[Requirement] Determine how many lines in the material below contain the string "return", then state only that count.

[The data]
- - - - - - -

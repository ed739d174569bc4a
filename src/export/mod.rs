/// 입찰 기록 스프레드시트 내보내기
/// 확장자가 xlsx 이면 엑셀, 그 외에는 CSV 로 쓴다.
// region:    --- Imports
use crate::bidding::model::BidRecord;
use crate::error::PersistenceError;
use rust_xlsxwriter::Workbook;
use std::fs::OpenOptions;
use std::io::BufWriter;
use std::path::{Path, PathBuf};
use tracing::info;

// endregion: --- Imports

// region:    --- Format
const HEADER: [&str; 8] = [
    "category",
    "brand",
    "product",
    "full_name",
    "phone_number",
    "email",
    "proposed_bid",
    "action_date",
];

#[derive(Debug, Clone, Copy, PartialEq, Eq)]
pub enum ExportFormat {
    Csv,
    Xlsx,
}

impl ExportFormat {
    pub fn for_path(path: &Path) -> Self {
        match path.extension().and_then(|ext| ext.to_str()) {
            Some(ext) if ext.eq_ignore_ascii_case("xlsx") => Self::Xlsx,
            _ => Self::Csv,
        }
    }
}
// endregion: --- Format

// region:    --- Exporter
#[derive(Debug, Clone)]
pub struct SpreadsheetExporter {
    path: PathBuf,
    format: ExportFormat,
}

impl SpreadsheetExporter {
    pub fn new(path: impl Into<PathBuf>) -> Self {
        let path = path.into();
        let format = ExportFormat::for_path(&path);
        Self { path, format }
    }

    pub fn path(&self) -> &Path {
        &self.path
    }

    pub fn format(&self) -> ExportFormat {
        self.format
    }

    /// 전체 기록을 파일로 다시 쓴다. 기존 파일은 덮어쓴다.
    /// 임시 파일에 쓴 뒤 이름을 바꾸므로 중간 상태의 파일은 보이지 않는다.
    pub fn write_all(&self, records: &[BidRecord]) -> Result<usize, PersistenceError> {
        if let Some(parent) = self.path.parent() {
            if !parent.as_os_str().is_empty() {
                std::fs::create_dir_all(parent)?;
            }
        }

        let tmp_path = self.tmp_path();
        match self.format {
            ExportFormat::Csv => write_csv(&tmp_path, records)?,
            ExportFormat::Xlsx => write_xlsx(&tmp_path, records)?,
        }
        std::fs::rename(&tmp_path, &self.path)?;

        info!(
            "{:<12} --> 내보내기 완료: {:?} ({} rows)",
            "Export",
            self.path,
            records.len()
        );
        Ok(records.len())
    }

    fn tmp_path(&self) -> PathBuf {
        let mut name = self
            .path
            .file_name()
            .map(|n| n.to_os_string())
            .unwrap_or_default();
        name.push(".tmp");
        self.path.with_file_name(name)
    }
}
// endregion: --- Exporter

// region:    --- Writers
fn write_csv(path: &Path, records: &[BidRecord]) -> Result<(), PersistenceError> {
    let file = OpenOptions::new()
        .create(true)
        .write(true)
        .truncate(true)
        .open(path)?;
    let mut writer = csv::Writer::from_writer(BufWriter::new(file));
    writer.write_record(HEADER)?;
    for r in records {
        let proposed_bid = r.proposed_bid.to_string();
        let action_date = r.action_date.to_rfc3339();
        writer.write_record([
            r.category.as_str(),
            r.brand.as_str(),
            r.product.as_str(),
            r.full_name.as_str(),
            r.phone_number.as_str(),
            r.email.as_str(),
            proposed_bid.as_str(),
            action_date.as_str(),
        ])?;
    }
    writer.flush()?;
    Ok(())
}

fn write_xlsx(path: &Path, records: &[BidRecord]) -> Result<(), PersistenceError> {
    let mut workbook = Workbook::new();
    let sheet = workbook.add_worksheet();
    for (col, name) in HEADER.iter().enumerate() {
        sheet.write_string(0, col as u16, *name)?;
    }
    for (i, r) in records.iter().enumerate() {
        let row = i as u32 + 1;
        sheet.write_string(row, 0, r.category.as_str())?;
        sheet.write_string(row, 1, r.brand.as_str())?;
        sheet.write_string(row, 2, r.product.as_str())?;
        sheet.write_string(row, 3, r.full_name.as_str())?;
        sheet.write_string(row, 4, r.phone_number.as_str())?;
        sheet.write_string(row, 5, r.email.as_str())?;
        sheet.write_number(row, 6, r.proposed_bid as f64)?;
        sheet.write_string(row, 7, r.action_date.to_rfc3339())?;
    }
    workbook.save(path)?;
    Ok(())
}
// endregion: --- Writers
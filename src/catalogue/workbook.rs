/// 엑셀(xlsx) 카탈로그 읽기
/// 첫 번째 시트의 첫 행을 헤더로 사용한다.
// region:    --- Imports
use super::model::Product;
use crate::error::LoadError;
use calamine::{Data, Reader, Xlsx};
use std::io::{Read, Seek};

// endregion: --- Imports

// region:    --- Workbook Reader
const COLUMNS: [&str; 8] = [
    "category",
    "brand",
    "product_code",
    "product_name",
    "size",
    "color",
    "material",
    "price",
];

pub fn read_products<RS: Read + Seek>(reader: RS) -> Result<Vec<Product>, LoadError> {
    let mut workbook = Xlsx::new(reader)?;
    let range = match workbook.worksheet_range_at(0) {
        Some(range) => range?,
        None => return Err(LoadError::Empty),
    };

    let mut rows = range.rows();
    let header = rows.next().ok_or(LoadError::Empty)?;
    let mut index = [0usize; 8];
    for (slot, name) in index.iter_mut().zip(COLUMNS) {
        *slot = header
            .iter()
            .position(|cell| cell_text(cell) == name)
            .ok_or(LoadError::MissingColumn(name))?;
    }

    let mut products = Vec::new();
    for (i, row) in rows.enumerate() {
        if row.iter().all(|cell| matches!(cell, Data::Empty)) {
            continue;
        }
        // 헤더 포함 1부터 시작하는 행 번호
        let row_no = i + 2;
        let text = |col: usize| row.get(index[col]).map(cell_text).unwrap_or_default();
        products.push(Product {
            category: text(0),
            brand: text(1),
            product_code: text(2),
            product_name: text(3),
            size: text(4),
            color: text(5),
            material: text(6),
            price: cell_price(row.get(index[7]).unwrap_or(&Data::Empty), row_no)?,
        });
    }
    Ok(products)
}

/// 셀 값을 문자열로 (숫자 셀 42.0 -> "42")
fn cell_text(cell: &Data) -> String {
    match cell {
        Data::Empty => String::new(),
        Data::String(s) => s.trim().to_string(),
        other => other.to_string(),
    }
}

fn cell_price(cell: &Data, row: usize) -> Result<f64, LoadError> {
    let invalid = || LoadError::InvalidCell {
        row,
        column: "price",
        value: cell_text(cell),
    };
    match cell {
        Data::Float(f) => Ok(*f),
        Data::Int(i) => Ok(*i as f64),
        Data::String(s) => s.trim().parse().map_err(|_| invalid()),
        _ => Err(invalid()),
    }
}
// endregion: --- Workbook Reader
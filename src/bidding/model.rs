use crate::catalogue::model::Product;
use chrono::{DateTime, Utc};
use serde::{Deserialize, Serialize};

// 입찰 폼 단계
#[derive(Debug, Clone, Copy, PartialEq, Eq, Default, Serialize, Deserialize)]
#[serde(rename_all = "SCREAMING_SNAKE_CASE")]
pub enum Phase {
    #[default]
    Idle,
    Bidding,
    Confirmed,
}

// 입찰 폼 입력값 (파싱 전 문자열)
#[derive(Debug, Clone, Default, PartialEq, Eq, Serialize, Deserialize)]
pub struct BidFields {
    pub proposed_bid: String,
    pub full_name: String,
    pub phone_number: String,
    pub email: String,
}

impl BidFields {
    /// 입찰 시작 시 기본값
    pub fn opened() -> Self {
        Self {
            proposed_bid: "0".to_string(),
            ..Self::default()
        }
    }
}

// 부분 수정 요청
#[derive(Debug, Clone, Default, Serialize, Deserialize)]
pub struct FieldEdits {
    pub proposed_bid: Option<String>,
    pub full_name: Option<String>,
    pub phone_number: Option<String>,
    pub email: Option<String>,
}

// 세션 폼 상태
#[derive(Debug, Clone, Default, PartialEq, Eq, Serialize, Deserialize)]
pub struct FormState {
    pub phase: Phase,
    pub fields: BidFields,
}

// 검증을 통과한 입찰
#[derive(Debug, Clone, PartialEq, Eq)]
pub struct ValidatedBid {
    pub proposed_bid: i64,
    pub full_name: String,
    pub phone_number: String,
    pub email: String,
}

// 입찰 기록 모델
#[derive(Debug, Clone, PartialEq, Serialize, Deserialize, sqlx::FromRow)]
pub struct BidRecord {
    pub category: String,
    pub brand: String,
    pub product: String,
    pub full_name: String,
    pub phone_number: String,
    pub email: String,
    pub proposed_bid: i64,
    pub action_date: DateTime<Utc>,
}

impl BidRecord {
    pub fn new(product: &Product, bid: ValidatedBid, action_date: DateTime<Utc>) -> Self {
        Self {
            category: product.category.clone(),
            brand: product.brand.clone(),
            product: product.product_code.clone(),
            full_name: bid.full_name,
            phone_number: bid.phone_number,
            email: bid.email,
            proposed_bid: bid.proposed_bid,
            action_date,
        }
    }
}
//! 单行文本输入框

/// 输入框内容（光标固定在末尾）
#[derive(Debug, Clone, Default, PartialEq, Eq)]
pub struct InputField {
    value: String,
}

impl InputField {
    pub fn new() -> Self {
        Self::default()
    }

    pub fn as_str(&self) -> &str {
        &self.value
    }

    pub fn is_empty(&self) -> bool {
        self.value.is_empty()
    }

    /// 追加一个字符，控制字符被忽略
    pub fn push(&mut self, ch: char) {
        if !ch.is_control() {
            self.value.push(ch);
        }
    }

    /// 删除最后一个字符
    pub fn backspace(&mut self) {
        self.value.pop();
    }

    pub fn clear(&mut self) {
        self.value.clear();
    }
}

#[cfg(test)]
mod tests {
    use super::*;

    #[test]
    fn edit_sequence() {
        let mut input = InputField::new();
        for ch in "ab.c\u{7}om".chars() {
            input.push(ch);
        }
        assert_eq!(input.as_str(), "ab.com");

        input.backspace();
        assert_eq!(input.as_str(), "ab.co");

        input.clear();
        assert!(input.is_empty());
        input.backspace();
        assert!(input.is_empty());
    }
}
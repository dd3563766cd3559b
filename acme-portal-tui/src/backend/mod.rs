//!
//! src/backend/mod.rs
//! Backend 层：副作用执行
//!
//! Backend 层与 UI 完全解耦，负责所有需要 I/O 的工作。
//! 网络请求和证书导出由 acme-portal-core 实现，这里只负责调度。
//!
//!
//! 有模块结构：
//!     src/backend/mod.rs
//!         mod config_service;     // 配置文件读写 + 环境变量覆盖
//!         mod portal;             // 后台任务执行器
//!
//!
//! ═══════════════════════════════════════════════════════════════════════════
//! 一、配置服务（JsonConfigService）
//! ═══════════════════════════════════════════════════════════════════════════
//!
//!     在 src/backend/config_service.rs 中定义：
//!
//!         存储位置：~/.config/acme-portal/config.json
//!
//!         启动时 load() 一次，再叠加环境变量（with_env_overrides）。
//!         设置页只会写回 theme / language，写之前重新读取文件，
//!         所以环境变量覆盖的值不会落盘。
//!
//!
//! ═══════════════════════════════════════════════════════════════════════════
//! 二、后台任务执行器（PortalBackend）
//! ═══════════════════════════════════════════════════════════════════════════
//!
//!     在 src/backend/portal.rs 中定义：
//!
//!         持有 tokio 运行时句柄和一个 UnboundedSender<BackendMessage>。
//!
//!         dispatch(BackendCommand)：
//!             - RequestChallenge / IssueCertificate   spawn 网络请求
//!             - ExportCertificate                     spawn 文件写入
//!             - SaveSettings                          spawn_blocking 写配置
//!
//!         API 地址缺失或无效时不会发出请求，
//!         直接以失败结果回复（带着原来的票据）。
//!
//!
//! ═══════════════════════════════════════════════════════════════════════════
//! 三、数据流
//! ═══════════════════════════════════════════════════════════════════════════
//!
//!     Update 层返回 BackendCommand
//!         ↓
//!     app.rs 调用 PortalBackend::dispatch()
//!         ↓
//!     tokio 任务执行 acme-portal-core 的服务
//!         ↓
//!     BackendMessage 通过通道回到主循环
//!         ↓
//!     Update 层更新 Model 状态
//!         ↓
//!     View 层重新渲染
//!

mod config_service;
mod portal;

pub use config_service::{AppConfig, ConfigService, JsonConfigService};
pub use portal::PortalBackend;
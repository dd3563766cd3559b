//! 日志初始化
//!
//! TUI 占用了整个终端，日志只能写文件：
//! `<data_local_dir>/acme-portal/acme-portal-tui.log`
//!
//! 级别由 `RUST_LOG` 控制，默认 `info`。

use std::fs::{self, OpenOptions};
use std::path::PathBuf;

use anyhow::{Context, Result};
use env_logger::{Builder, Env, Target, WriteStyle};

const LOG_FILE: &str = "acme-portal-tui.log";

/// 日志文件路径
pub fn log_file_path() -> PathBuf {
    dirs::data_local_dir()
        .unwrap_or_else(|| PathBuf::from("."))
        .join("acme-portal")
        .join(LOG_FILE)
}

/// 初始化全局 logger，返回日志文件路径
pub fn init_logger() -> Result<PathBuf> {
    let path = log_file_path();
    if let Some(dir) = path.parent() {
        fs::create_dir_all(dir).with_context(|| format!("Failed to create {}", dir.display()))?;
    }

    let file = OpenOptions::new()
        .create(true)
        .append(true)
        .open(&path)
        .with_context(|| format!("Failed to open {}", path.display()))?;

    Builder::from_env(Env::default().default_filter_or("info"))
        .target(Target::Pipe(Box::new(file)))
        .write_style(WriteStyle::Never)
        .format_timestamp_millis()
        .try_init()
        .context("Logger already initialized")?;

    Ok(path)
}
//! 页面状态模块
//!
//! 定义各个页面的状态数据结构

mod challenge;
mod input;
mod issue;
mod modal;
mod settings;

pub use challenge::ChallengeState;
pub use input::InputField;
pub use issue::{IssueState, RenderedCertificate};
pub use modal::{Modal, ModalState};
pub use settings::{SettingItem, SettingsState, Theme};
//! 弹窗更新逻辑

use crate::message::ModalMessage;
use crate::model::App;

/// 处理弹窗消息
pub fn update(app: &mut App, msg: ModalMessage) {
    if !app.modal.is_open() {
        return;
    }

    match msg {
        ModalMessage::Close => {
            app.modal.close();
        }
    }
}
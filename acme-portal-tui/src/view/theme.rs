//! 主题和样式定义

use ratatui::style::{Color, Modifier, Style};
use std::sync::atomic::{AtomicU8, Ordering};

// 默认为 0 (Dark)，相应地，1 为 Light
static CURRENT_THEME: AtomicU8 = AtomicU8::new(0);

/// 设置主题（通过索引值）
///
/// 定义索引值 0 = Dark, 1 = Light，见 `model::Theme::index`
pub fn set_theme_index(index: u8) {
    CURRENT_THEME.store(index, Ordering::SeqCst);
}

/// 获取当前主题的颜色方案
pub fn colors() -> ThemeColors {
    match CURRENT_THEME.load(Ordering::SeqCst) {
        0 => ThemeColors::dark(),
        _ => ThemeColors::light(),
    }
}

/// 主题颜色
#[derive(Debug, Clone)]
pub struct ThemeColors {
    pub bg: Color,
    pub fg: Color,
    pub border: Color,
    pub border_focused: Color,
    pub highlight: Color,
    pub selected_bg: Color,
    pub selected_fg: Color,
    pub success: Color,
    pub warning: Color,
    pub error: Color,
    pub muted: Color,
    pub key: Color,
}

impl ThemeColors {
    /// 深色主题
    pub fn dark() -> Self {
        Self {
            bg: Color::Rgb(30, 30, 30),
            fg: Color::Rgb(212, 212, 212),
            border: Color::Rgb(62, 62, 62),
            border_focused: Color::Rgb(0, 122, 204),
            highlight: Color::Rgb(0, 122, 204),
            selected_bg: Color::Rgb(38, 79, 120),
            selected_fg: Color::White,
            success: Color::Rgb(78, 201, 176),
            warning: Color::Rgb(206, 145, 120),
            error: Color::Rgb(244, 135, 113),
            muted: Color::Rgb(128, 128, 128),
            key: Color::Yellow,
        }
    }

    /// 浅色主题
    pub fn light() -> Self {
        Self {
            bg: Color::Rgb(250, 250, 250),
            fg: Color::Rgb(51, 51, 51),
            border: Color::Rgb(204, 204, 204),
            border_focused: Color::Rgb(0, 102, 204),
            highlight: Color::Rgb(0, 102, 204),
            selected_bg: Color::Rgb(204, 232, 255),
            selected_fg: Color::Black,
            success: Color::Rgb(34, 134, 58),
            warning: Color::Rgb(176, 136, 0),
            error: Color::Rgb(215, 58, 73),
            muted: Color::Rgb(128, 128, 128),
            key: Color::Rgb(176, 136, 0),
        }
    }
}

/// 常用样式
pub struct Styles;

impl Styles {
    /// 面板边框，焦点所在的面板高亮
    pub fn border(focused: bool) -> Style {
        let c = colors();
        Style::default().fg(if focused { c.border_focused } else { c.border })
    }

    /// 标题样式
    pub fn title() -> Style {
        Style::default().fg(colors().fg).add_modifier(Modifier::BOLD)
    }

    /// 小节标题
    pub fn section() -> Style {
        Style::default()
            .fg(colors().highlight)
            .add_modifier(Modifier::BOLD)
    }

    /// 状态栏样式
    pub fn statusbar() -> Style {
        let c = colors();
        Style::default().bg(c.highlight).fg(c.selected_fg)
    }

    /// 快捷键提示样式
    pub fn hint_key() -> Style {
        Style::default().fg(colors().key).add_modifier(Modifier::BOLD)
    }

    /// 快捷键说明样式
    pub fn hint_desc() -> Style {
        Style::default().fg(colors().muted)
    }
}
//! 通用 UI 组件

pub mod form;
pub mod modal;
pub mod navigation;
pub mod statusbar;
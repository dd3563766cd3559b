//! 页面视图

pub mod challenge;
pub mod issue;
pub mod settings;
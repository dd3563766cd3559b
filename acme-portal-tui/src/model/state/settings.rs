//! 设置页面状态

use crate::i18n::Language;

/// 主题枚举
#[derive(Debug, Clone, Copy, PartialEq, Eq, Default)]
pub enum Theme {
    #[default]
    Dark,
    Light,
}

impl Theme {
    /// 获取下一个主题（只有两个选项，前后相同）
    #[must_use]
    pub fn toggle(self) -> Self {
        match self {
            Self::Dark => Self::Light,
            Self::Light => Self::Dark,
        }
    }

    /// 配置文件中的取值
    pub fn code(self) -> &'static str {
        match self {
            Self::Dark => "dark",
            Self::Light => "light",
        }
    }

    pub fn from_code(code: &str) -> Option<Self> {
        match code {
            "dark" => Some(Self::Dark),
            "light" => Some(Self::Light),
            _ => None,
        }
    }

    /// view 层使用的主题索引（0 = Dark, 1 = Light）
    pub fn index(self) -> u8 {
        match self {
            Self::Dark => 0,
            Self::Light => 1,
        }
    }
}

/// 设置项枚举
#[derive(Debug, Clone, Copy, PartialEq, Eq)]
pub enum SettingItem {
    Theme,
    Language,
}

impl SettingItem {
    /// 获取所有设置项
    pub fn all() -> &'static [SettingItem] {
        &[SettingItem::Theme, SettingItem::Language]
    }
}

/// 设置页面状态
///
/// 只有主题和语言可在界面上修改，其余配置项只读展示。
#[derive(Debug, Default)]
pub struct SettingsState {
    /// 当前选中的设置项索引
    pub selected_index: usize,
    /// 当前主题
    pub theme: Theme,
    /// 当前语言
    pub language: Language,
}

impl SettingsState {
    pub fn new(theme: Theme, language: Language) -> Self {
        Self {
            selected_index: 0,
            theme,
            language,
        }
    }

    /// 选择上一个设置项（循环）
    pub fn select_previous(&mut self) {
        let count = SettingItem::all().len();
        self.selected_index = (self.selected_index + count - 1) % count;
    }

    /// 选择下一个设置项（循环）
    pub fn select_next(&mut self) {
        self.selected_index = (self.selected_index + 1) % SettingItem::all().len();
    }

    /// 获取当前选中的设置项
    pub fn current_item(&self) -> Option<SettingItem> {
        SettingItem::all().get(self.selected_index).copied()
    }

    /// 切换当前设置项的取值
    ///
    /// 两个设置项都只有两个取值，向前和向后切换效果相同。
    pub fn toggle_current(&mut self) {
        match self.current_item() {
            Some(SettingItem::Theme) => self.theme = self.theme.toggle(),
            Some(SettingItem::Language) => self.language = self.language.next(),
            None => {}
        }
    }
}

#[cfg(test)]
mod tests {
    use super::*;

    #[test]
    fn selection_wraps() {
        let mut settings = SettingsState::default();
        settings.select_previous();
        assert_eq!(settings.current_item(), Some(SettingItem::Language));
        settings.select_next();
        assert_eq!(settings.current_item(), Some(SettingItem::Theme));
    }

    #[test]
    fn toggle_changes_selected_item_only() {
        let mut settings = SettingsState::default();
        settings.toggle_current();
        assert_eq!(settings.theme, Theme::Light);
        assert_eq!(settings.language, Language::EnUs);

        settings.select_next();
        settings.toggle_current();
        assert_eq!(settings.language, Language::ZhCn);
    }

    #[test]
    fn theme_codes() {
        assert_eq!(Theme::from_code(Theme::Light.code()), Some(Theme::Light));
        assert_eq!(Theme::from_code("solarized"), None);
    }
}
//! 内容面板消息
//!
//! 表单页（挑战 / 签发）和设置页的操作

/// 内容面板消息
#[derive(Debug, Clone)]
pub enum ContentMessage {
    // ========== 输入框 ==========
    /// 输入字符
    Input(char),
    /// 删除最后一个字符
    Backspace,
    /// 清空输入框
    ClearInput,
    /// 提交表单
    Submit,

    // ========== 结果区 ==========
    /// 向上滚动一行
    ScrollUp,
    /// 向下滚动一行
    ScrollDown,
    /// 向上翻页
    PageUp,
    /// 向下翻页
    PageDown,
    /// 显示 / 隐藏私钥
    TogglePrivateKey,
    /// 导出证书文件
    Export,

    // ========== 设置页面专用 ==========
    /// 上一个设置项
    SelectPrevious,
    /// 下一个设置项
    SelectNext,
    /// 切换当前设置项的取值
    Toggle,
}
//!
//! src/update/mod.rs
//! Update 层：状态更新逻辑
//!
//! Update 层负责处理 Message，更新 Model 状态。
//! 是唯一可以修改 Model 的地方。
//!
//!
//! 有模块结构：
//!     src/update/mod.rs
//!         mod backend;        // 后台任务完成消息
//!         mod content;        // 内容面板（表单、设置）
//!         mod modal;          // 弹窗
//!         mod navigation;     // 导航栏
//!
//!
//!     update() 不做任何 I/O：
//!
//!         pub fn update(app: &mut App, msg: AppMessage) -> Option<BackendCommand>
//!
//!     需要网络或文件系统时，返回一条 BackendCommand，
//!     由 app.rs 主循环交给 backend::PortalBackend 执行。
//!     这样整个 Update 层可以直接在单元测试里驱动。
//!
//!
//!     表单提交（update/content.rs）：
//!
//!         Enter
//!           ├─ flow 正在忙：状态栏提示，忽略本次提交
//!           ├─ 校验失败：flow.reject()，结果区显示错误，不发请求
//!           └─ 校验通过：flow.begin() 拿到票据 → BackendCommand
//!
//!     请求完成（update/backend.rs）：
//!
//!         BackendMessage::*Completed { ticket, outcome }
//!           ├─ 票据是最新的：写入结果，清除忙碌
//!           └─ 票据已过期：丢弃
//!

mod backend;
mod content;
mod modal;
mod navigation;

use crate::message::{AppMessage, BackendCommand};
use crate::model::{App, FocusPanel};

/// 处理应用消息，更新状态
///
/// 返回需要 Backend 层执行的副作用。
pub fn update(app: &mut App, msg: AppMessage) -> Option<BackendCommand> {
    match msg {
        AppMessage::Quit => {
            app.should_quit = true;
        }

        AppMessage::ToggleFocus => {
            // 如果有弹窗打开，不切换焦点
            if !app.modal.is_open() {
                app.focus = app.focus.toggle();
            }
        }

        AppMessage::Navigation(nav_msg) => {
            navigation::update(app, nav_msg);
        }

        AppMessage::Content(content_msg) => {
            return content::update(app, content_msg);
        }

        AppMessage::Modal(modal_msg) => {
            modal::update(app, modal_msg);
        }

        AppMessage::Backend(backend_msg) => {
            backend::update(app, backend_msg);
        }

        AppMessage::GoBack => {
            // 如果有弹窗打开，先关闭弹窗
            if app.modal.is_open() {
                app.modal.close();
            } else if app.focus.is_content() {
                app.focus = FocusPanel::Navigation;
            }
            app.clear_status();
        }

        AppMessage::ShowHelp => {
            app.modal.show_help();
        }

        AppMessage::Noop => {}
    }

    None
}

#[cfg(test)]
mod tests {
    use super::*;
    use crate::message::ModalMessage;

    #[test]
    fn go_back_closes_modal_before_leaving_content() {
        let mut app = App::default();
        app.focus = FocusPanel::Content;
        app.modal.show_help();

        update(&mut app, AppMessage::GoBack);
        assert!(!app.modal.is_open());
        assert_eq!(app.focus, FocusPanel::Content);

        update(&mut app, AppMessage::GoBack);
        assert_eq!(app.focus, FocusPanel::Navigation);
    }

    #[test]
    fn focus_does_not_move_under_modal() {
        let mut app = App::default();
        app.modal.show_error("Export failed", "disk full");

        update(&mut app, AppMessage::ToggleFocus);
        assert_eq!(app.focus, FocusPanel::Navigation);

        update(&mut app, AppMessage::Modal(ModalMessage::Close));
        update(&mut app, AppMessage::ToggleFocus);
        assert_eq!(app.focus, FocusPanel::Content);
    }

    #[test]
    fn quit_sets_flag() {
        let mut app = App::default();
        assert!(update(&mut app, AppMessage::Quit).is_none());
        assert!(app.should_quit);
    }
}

- - - - - - -

[Solution to the exercise] 3